Christie (2018 booking photo) and Redwood Meat Co. (file photo).

PREVIOUSLY

###

The majority shareholders of Redwood Meat Co. did not violate the terms of a temporary restraining order when they sold their controlling interest in the company to notorious Arcata rancher Raymond F. Christie earlier this year, Humboldt County Superior Court Judge Timothy Canning ruled in a decision entered earlier this week.

Redwood Meat, a family-operated institution in Humboldt County and the region’s only USDA-certified slaughterhouse, has been shut down for more than six months, with former majority owners Ryan Nylander and his uncle, John “Punk” Nylander, citing an unsustainable increase in operations costs.

The company’s operations have since come under intense scrutiny as three of John Nylander’s children — Stephanie Nylander, Rachel Nylander Flores, and Russel Nylander — filed a lawsuit as minority shareholders, accusing John (their father) and Ryan (their cousin) of grossly mismanaging the family company through fraud, embezzlement, tax evasion and document shredding.

That case remains pending. Canning’s ruling pertains to the terms of a temporary restraining order — issued on July 31 and modified the following month — that prohibits Ryan and John Nylander from selling or transferring any Redwood Meat Co. assets or taking any actions that require shareholder approval.

In their lawsuit, the plaintiffs are seeking to prevent their father and cousin from disposing of any company assets without the consent of Redwood Meat Co.’s board or shareholders and keep them from destroying any more records while ensuring that board and shareholder meetings are properly held as necessary.

In August, the plaintiffs’ attorney, Cyndy Day-Wilson, argued that John and Ryan Nylander violated the terms of that restraining order by selling their shares to Christie, who was once convicted on 26 misdemeanor counts of dumping cattle carcasses within 150 feet of state waters and later faced felony animal cruelty charges based on cattle found starving or in otherwise poor condition at his ranch on the Arcata Bottoms. (The latter case was settled out of court.)

But Judge Canning ruled that John and Ryan were free to sell their shares to Christie because the stocks were their own personal property, not that of the company. And since the minority shareholders were offered the same price for their own shares, the plaintiffs have no grounds to cry foul or seek injunctive relief negating the sale, his ruling states.

But that doesn’t mean that the larger case can’t move forward.

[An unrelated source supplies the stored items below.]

//! `rover-types` – shared data model for the rover pose estimator.
//!
//! - [`pose`] – [`Pose`], [`PoseSlot`], the [`PoseStore`] and the shared
//!   [`VehicleState`].
//! - [`sensor`] – payloads produced by the GNSS, IMU and motor-controller
//!   drivers ([`SensorUpdate`]).
//!
//! The crate root also defines the bus [`Event`] envelope, the
//! [`FusionDiagnostic`] taxonomy and the workspace-wide [`RoverError`].

pub mod pose;
pub mod sensor;

use chrono::{DateTime, Utc};
use serde::{Deserialize, Serialize};
use thiserror::Error;
use uuid::Uuid;

pub use pose::{Pose, PoseSlot, PoseStore, VehicleState};
pub use sensor::{GnssFix, GnssYaw, ImuSample, OdometryTick, SensorSource, SensorUpdate};

/// Unified event wrapper for the estimator's event bus.
#[derive(Debug, Clone, Serialize, Deserialize)]
pub struct Event {
    pub id: Uuid,
    pub timestamp: DateTime<Utc>,
    /// e.g., "rover-middleware::estimator"
    pub source: String,
    pub payload: EventPayload,
}

impl Event {
    /// Wrap `payload` in a fresh envelope stamped with the current time.
    pub fn new(source: impl Into<String>, payload: EventPayload) -> Self {
        Self {
            id: Uuid::new_v4(),
            timestamp: Utc::now(),
            source: source.into(),
            payload,
        }
    }
}

/// Variants of data routed over the event bus.
#[derive(Debug, Clone, Serialize, Deserialize)]
pub enum EventPayload {
    /// The fused slot changed.
    FusedPose(Pose),
    /// A known estimator limitation was hit.
    Diagnostic(FusionDiagnostic),
}

/// Known correctness gaps of the rule-based fusion pipeline.
///
/// These are reported, never corrected: the estimator keeps updating a
/// moving vehicle's state rather than halting on them.
#[derive(Debug, Clone, PartialEq, Serialize, Deserialize)]
#[serde(tag = "kind", rename_all = "snake_case")]
pub enum FusionDiagnostic {
    /// A GNSS fix older than the current fused estimate overwrote its position.
    StaleGnssOverwrite {
        gnss: DateTime<Utc>,
        fused: DateTime<Utc>,
    },
    /// A published yaw left the configured magnitude limit (yaw is never wrapped).
    YawOutOfRange { slot: PoseSlot, yaw: f64 },
    /// An odometry increment was integrated into a raw slot only; consumers of
    /// the fused pose will not see it until the next GNSS update.
    OdometryNotPropagated { distance: f64 },
    /// A producer has been silent for longer than its deadline.
    SensorSilent { source: SensorSource },
}

impl std::fmt::Display for FusionDiagnostic {
    fn fmt(&self, f: &mut std::fmt::Formatter<'_>) -> std::fmt::Result {
        match self {
            FusionDiagnostic::StaleGnssOverwrite { gnss, fused } => write!(
                f,
                "stale GNSS fix ({gnss}) overwrote fresher fused pose ({fused})"
            ),
            FusionDiagnostic::YawOutOfRange { slot, yaw } => {
                write!(f, "{slot} yaw {yaw:.2}° outside warning limit")
            }
            FusionDiagnostic::OdometryNotPropagated { distance } => write!(
                f,
                "odometry increment of {distance:.3} m not propagated to fused pose"
            ),
            FusionDiagnostic::SensorSilent { source } => write!(f, "{source} producer is silent"),
        }
    }
}

/// Global error type for the estimator's plumbing (the fusion rules themselves
/// are infallible).
#[derive(Error, Debug)]
pub enum RoverError {
    #[error("Channel Error: {0}")]
    Channel(String),

    #[error("Replay Error on line {line}: {details}")]
    Replay { line: usize, details: String },

    #[error("I/O Error: {0}")]
    Io(#[from] std::io::Error),

    #[error("Serialization Error: {0}")]
    Serialization(String),
}

#[cfg(test)]
mod tests {
    use super::*;

    #[test]
    fn event_roundtrip() {
        let event = Event::new(
            "rover-middleware::estimator",
            EventPayload::FusedPose(Pose {
                x: 1.0,
                y: 2.0,
                yaw: 90.0,
                ..Pose::default()
            }),
        );
        let json = serde_json::to_string(&event).unwrap();
        let back: Event = serde_json::from_str(&json).unwrap();
        assert_eq!(event.id, back.id);
        match back.payload {
            EventPayload::FusedPose(pose) => assert_eq!(pose.yaw, 90.0),
            other => panic!("unexpected payload: {other:?}"),
        }
    }

    #[test]
    fn diagnostic_display_names_the_slot() {
        let d = FusionDiagnostic::YawOutOfRange {
            slot: PoseSlot::Imu,
            yaw: 721.0,
        };
        assert!(d.to_string().contains("imu"));
        assert!(d.to_string().contains("721.00"));
    }

    #[test]
    fn rover_error_display() {
        let err = RoverError::Replay {
            line: 7,
            details: "missing field `yaw`".to_string(),
        };
        assert!(err.to_string().contains("line 7"));

        let io: RoverError = std::io::Error::new(std::io::ErrorKind::NotFound, "log.jsonl").into();
        assert!(io.to_string().starts_with("I/O Error"));
    }
}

“Because John and Ryan are no longer shareholders in Redwood Meat, the Court denies the request for preliminary injunctive relief as to them,” Canning’s ruling says, before adding, “Of course, they may still be subject to a claim for monetary damages, whether to the minority shareholders or derivatively to Redwood Meat.”

Judge Canning did enter a new preliminary injunction, though both parties have already agreed to its terms — namely, that Redwood Meat Co. is prohibited from:

  1. Selling any real or personal property that is the property of Redwood Meat Co., Inc., outside the ordinary course of business without shareholder approval at a properly noticed meeting;
  2. Destroying any records of Redwood Meat Co., Inc.:
  3. Taking any corporate action that requires shareholder approval under the Company’s bylaws, or under the Corporations Code, without prior shareholder approval at a properly noticed shareholder meeting; and
  4. Taking any action that is in violation of Redwood Meat Co., Inc.’s bylaws or the California Corporations Code.

The Outpost will continue to follow this case.